Task item
Taking each line of the material below in turn, count those containing the string "struct". Provide the number alone.

Record excerpts

──────

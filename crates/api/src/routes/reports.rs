use axum::{
    extract::{rejection::JsonRejection, Path, Query, State},
    http::StatusCode,
    routing::{get, post},
    Extension, Json, Router,
};
use chrono::{DateTime, Duration, Utc};
use notice_core::geohash;
use notice_core::types::NewReport;
use notice_db::models::Report;
use notice_worker::jobs::{alert, notify};
use serde::{Deserialize, Serialize};
use tracing::{error, info};

use crate::{
    error::{ApiResult, AppError},
    middleware::{client_ip::ClientIdentifier, rate_limit::Admission},
    state::{AppState, RequestId},
};

/// Reports older than this are never listed, even before the purge runs.
const REPORT_LIFETIME_HOURS: i64 = 24;
const LIST_LIMIT: i64 = 200;

pub fn router(state: AppState) -> Router {
    Router::new()
        .route("/api/reports", get(list_reports).post(create_report))
        .route("/api/reports/{id}/confirm", post(confirm_report))
        .route("/api/reports/{id}/dispute", post(dispute_report))
        .with_state(state)
}

#[derive(Debug, Deserialize)]
pub struct ListQuery {
    geohash: Option<String>,
}

#[derive(Debug, Serialize)]
pub struct ReportResponse {
    id: String,
    geohash: String,
    #[serde(rename = "type")]
    kind: String,
    description: Option<String>,
    lat: f64,
    long: f64,
    confirmations: i64,
    disputes: i64,
    created_at: DateTime<Utc>,
}

impl From<Report> for ReportResponse {
    fn from(report: Report) -> Self {
        Self {
            id: report.id,
            geohash: report.geohash,
            kind: report.kind,
            description: report.description,
            lat: report.lat,
            long: report.long,
            confirmations: report.confirmations,
            disputes: report.disputes,
            created_at: notice_db::from_millis(report.created_at),
        }
    }
}

#[derive(Debug, Serialize)]
pub struct ReportListResponse {
    items: Vec<ReportResponse>,
}

async fn list_reports(
    State(state): State<AppState>,
    Extension(request_id): Extension<RequestId>,
    Query(query): Query<ListQuery>,
) -> ApiResult<Json<ReportListResponse>> {
    let prefix = query.geohash.as_deref().filter(|g| !g.is_empty());
    if let Some(prefix) = prefix {
        if !geohash::is_valid_len(prefix, 1) {
            return Err(AppError::BadRequest("invalid geohash prefix".to_string())
                .with_request_id(&request_id.0));
        }
    }

    let since = state.clock.now() - Duration::hours(REPORT_LIFETIME_HOURS);
    let reports =
        notice_db::queries::reports::list_recent(&state.db, prefix, notice_db::to_millis(since), LIST_LIMIT)
            .await
            .map_err(|err| {
                error!(error = %err, "failed to list reports");
                AppError::Internal.with_request_id(&request_id.0)
            })?;

    Ok(Json(ReportListResponse {
        items: reports.into_iter().map(ReportResponse::from).collect(),
    }))
}

/// Validate, rate limit, store, then notify nearby subscribers and the
/// alert channel in the background. Invalid submissions are rejected before they count against
/// the source's quota.
async fn create_report(
    State(state): State<AppState>,
    Extension(request_id): Extension<RequestId>,
    client: ClientIdentifier,
    payload: Result<Json<NewReport>, JsonRejection>,
) -> ApiResult<(StatusCode, Json<ReportResponse>)> {
    let Json(payload) = payload.map_err(|rejection| {
        AppError::BadRequest(rejection.body_text()).with_request_id(&request_id.0)
    })?;

    let kind = payload
        .validate()
        .map_err(|err| AppError::BadRequest(err.to_string()).with_request_id(&request_id.0))?;

    if let Admission::Deny { retry_after } = state.limiter.admit(&client.0).await {
        return Err(AppError::RateLimited {
            retry_after_secs: retry_after.num_seconds().max(1) as u64,
        }
        .with_request_id(&request_id.0));
    }

    let now = notice_db::to_millis(state.clock.now());
    let report =
        notice_db::queries::reports::create(&state.db, &notice_db::new_id(), kind, &payload, now)
            .await
            .map_err(|err| {
                error!(error = %err, "failed to store report");
                AppError::Internal.with_request_id(&request_id.0)
            })?;

    info!(report_id = %report.id, kind = %kind, "report created");
    drop(notify::spawn(state.notifier.clone(), report.clone()));
    if let Some(alerts) = &state.alerts {
        drop(alert::spawn(alerts.clone(), report.clone()));
    }

    Ok((StatusCode::CREATED, Json(report.into())))
}

async fn confirm_report(
    State(state): State<AppState>,
    Extension(request_id): Extension<RequestId>,
    Path(id): Path<String>,
) -> ApiResult<Json<ReportResponse>> {
    let now = notice_db::to_millis(state.clock.now());
    let report = notice_db::queries::reports::add_confirmation(&state.db, &id, now)
        .await
        .map_err(|err| {
            error!(error = %err, "failed to confirm report");
            AppError::Internal.with_request_id(&request_id.0)
        })?
        .ok_or_else(|| {
            AppError::NotFound("report not found".to_string()).with_request_id(&request_id.0)
        })?;

    Ok(Json(report.into()))
}

async fn dispute_report(
    State(state): State<AppState>,
    Extension(request_id): Extension<RequestId>,
    Path(id): Path<String>,
) -> ApiResult<Json<ReportResponse>> {
    let now = notice_db::to_millis(state.clock.now());
    let report = notice_db::queries::reports::add_dispute(&state.db, &id, now)
        .await
        .map_err(|err| {
            error!(error = %err, "failed to dispute report");
            AppError::Internal.with_request_id(&request_id.0)
        })?
        .ok_or_else(|| {
            AppError::NotFound("report not found".to_string()).with_request_id(&request_id.0)
        })?;

    Ok(Json(report.into()))
}

#[cfg(test)]
mod tests {
    use super::*;
    use crate::state::test_support::{eventually, request_id, test_app, test_app_with_delivery};
    use notice_core::types::{NewSubscription, SubscriptionKeys};

    fn body(geohash: &str, kind: &str) -> Result<Json<NewReport>, JsonRejection> {
        Ok(Json(NewReport {
            geohash: geohash.to_string(),
            kind: kind.to_string(),
            description: Some("Black ice".to_string()),
            lat: 37.7749,
            long: -122.4194,
        }))
    }

    fn client(ip: &str) -> ClientIdentifier {
        ClientIdentifier(ip.to_string())
    }

    async fn create(
        state: &AppState,
        ip: &str,
        geohash: &str,
    ) -> ApiResult<(StatusCode, Json<ReportResponse>)> {
        create_report(
            State(state.clone()),
            request_id(),
            client(ip),
            body(geohash, "danger"),
        )
        .await
    }

    async fn list(state: &AppState, geohash: Option<&str>) -> ApiResult<Json<ReportListResponse>> {
        list_reports(
            State(state.clone()),
            request_id(),
            Query(ListQuery {
                geohash: geohash.map(str::to_string),
            }),
        )
        .await
    }

    #[tokio::test]
    async fn test_create_report() {
        let app = test_app().await;

        let (status, Json(report)) = create(&app.state, "203.0.113.7", "9q8yyk12").await.unwrap();

        assert_eq!(status, StatusCode::CREATED);
        assert_eq!(report.kind, "danger");
        assert_eq!(report.id.len(), notice_db::ID_LEN);
        assert_eq!(report.created_at, app.state.clock.now());
    }

    #[tokio::test]
    async fn test_rate_limit_end_to_end() {
        let app = test_app().await;

        let _ = create(&app.state, "203.0.113.7", "9q8yyk12").await.unwrap();

        let err = create(&app.state, "203.0.113.7", "9q8yyk13").await.unwrap_err();
        assert!(matches!(
            err.error,
            AppError::RateLimited {
                retry_after_secs: 3600
            }
        ));

        app.clock.advance(Duration::minutes(61));
        let _ = create(&app.state, "203.0.113.7", "9q8yyk14").await.unwrap();

        let stored = list(&app.state, None).await.unwrap().0.items;
        assert_eq!(stored.len(), 2, "the denied submission is not stored");
    }

    #[tokio::test]
    async fn test_invalid_report_does_not_consume_quota() {
        let app = test_app().await;

        let err = create_report(
            State(app.state.clone()),
            request_id(),
            client("203.0.113.7"),
            body("9q8yyk12", "fire"),
        )
        .await
        .unwrap_err();
        assert!(matches!(err.error, AppError::BadRequest(_)));

        let _ = create(&app.state, "203.0.113.7", "9q8yyk12").await.unwrap();
    }

    #[tokio::test]
    async fn test_list_filters_prefix() {
        let app = test_app().await;
        let _ = create(&app.state, "203.0.113.1", "9q8yyk12").await.unwrap();
        let _ = create(&app.state, "203.0.113.2", "9q8zzz").await.unwrap();

        let nearby = list(&app.state, Some("9q8y")).await.unwrap().0.items;
        assert_eq!(nearby.len(), 1);
        assert_eq!(nearby[0].geohash, "9q8yyk12");

        let err = list(&app.state, Some("9q8y%")).await.unwrap_err();
        assert!(matches!(err.error, AppError::BadRequest(_)));
    }

    #[tokio::test]
    async fn test_list_hides_reports_older_than_a_day() {
        let app = test_app().await;
        let _ = create(&app.state, "203.0.113.1", "9q8yyk12").await.unwrap();

        app.clock.advance(Duration::hours(25));
        assert!(list(&app.state, None).await.unwrap().0.items.is_empty());
    }

    #[tokio::test]
    async fn test_confirm_and_dispute() {
        let app = test_app().await;
        let (_, Json(report)) = create(&app.state, "203.0.113.7", "9q8yyk12").await.unwrap();

        let Json(confirmed) = confirm_report(
            State(app.state.clone()),
            request_id(),
            Path(report.id.clone()),
        )
        .await
        .unwrap();
        assert_eq!(confirmed.confirmations, 1);

        let Json(disputed) = dispute_report(
            State(app.state.clone()),
            request_id(),
            Path(report.id.clone()),
        )
        .await
        .unwrap();
        assert_eq!(disputed.disputes, 1);

        let err = confirm_report(State(app.state), request_id(), Path("missing".to_string()))
            .await
            .unwrap_err();
        assert!(matches!(err.error, AppError::NotFound(_)));
    }

    async fn subscribe(state: &AppState, endpoint: &str, geohash: &str) {
        let sub = NewSubscription {
            endpoint: endpoint.to_string(),
            keys: SubscriptionKeys {
                p256dh: "BEl62iUYgUivxIkv69yViEuiBIa".to_string(),
                auth: "tBHItJI5svbpez7KI4CCXg".to_string(),
            },
            geohash: geohash.to_string(),
        };
        notice_db::queries::push_subscriptions::upsert(&state.db, &notice_db::new_id(), &sub, 1_000)
            .await
            .unwrap();
    }

    #[tokio::test]
    async fn test_created_report_notifies_nearby_subscribers() {
        let app = test_app_with_delivery().await;
        subscribe(&app.state, "https://push.test/near", "9q8yab").await;
        subscribe(&app.state, "https://push.test/far", "9q8zzz").await;

        let (_, Json(report)) = create(&app.state, "203.0.113.7", "9q8yyk12").await.unwrap();

        eventually(|| !app.gateway.endpoints().is_empty() && !app.chat.messages().is_empty()).await;
        assert_eq!(app.gateway.endpoints(), ["https://push.test/near"]);

        let messages = app.chat.messages();
        assert_eq!(messages.len(), 1);
        assert_eq!(messages[0].chat_id, "-100200");
        assert!(messages[0].text.starts_with("🚨 *DANGER*"));
        assert!(messages[0].text.contains(&format!("`{}`", report.geohash)));
    }

    #[tokio::test]
    async fn test_rejected_submissions_notify_nobody() {
        let app = test_app_with_delivery().await;
        subscribe(&app.state, "https://push.test/near", "9q8yab").await;

        let _ = create(&app.state, "203.0.113.7", "9q8yyk12").await.unwrap();
        eventually(|| app.gateway.endpoints().len() == 1 && app.chat.messages().len() == 1).await;

        let err = create(&app.state, "203.0.113.7", "9q8yyk13").await.unwrap_err();
        assert!(matches!(err.error, AppError::RateLimited { .. }));
        let err = create_report(
            State(app.state.clone()),
            request_id(),
            client("203.0.113.8"),
            body("9q8yyk12", "fire"),
        )
        .await
        .unwrap_err();
        assert!(matches!(err.error, AppError::BadRequest(_)));

        tokio::time::sleep(std::time::Duration::from_millis(50)).await;
        assert_eq!(app.gateway.endpoints().len(), 1);
        assert_eq!(app.chat.messages().len(), 1);
    }

    #[tokio::test]
    async fn test_nothing_sent_without_push_credentials_or_channel() {
        let app = test_app().await;
        subscribe(&app.state, "https://push.test/near", "9q8yab").await;

        let _ = create(&app.state, "203.0.113.7", "9q8yyk12").await.unwrap();

        tokio::time::sleep(std::time::Duration::from_millis(50)).await;
        assert!(app.gateway.endpoints().is_empty());
        assert!(app.chat.messages().is_empty());
    }
}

──────

Exercise solution
3